Aqui
em casa pousou uma esperança, não a clássica que tantas vezes
verifica-se ilusória, embora mesmo assim nos sustente sempre, mas a
outra, bem concreta e verde: o inseto.
Houve
um grito abafado de um dos meus filhos:
– Uma
esperança! E na parede bem em cima de sua cadeira! – Emoção dele
que também unia em uma só as duas esperanças, já tem idade para
isso. Antes surpresa minha: esperança é coisa secreta e costuma
pousar diretamente em mim, sem ninguém saber, e não acima de minha
cabeça numa parede. Pequeno rebuliço, mas era indubitável, lá
estava ela, e mais magra e verde não podia ser.
– Ela
quase não tem corpo – queixei-me.
– Ela
só tem alma – explicou meu filho e, como filhos são uma surpresa
para nós, descobri com surpresa que ele falava das duas esperanças.
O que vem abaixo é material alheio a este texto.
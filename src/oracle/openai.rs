use async_trait::async_trait;
use reqwest::Client;
use serde_json::{Value, json};
use tracing::{debug, warn};

use super::{Oracle, OracleRequest};
use crate::config::OracleConfig;
use crate::error::OracleError;

/// Chat-completions client for OpenAI-compatible endpoints.
pub struct OpenAiOracle {
    client: Client,
    api_key: String,
    endpoint: String,
    model: String,
    temperature: f32,
}

impl OpenAiOracle {
    pub fn new(config: &OracleConfig, api_key: impl Into<String>) -> Self {
        Self {
            client: Client::new(),
            api_key: api_key.into(),
            endpoint: format!("{}/chat/completions", config.api_base.trim_end_matches('/')),
            model: config.model.clone(),
            temperature: config.temperature,
        }
    }

    /// Reads the key from the variable named in `config.api_key_env`.
    pub fn from_env(config: &OracleConfig) -> Result<Self, OracleError> {
        let api_key = std::env::var(&config.api_key_env).map_err(|_| {
            OracleError::NotConfigured(format!("{} not set in environment", config.api_key_env))
        })?;
        Ok(Self::new(config, api_key))
    }

    fn body(&self, request: &OracleRequest) -> Value {
        let last_user = request.messages.iter().rposition(|m| m.role == "user");
        let messages: Vec<Value> = request
            .messages
            .iter()
            .enumerate()
            .map(|(i, m)| match (&request.image, Some(i) == last_user) {
                (Some(image), true) => json!({
                    "role": m.role,
                    "content": [
                        {"type": "text", "text": m.content},
                        {"type": "image_url", "image_url": {"url": image.data_url()}},
                    ],
                }),
                _ => json!({"role": m.role, "content": m.content}),
            })
            .collect();

        json!({
            "model": self.model,
            "messages": messages,
            "temperature": self.temperature,
        })
    }
}

#[async_trait]
impl Oracle for OpenAiOracle {
    async fn complete(&self, request: OracleRequest) -> Result<String, OracleError> {
        debug!(
            purpose = ?request.purpose,
            messages = request.messages.len(),
            image = request.image.is_some(),
            "oracle request"
        );

        let response = self
            .client
            .post(&self.endpoint)
            .header("Authorization", format!("Bearer {}", self.api_key))
            .json(&self.body(&request))
            .send()
            .await
            .map_err(|e| OracleError::Transport(e.to_string()))?;

        let status = response.status();
        let json_resp: Value = response
            .json()
            .await
            .map_err(|e| OracleError::Transport(format!("unreadable response: {e}")))?;

        if !status.is_success() {
            let message = json_resp["error"]["message"]
                .as_str()
                .unwrap_or("Unknown API error")
                .to_string();
            warn!(%status, %message, "oracle API error");
            return Err(OracleError::Api {
                status: status.as_u16(),
                message,
            });
        }

        let content = json_resp["choices"][0]["message"]["content"]
            .as_str()
            .ok_or(OracleError::EmptyResponse)?;
        debug!(reply = %content, "oracle reply");
        Ok(content.to_string())
    }
}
Ela caminhava devagar sobre os fiapos das longas pernas, por entre os
quadros da parede.
Três
vezes tentou renitente uma saída entre dois quadros, três vezes
teve que retroceder caminho.
Custava
a aprender.
– Ela
é burrinha – comentou o menino.
– Sei
disso – respondi um pouco trágica.
– Está
agora procurando outro caminho, olhe, coitada, como ela hesita.
– Sei,
é assim mesmo.
–
Parece que esperança não tem olhos,
mamãe, é guiada pelas antenas.
– Sei
– continuei mais infeliz ainda.
Ali
ficamos, não sei quanto tempo olhando. Vigiando-a como se vigiava na
Grécia ou em Roma o começo de fogo do lar para que não apagasse.
– Ela
se esqueceu que pode voar, mamãe, e pensa que só pode andar devagar
assim.
Andava
mesmo devagar – estaria por acaso ferida? Ah não, senão de um
modo ou de outro escorreria sangue, tem sido sempre assim comigo.
Foi
então que farejando o mundo que é comível, saiu de trás de um
quadro uma aranha, não uma aranha, mas me parecia a aranha. Andando
pela sua teia invisível, parecia transladar-se maciamente no ar. Ela
queria a esperança. Mas nós também queríamos e, oh! Deus,
queríamos menos que comê-la. Meu filho foi buscar a vassoura. Eu
disse francamente, confusa, sem saber se chegara infelizmente a hora
certa de perder a esperança:
– É
que não se mata aranha, me disseram que traz sorte.
– Mas
ela vai esmigalhar a esperança! – respondeu o menino com
ferocidade.
–
Preciso falar com a empregada para limpar
atrás dos quadros – falei sentindo a frase deslocada e ouvindo
certo cansaço que havia na minha voz. Depois devaneei um pouco de
como eu seria sucinta e misteriosa com a empregada: eu lhe diria
apenas: você faça o favor de facilitar o caminho da esperança.
O
menino, morta a aranha, fez um trocadilho com o inseto e a nossa
esperança. Meu outro filho, que estava vendo televisão, ouviu e riu
de prazer. Não havia dúvida: a esperança pousara em nossa casa,
alma e corpo.
Mas
como é bonito o inseto: mais pousa que vive, é um esqueletinho
verde, e tem uma forma tão delicada que isso explica por que eu, que
gosto de pegar nas coisas, nunca tentei pegá-la.
Uma
vez, aliás, agora é que me lembro, uma esperança bem menor que
esta pousara no meu braço. Não senti nada, de tão leve que era,
foi só visualmente que tomei consciência de sua presença.
Encabulei com a delicadeza. Eu não mexia o braço e pensei: “E
essa agora? que devo fazer?” Em verdade nada fiz. Fiquei
extremamente quieta como se uma flor tivesse nascido em mim. Depois
não me lembro mais o que aconteceu. E acho que não aconteceu nada.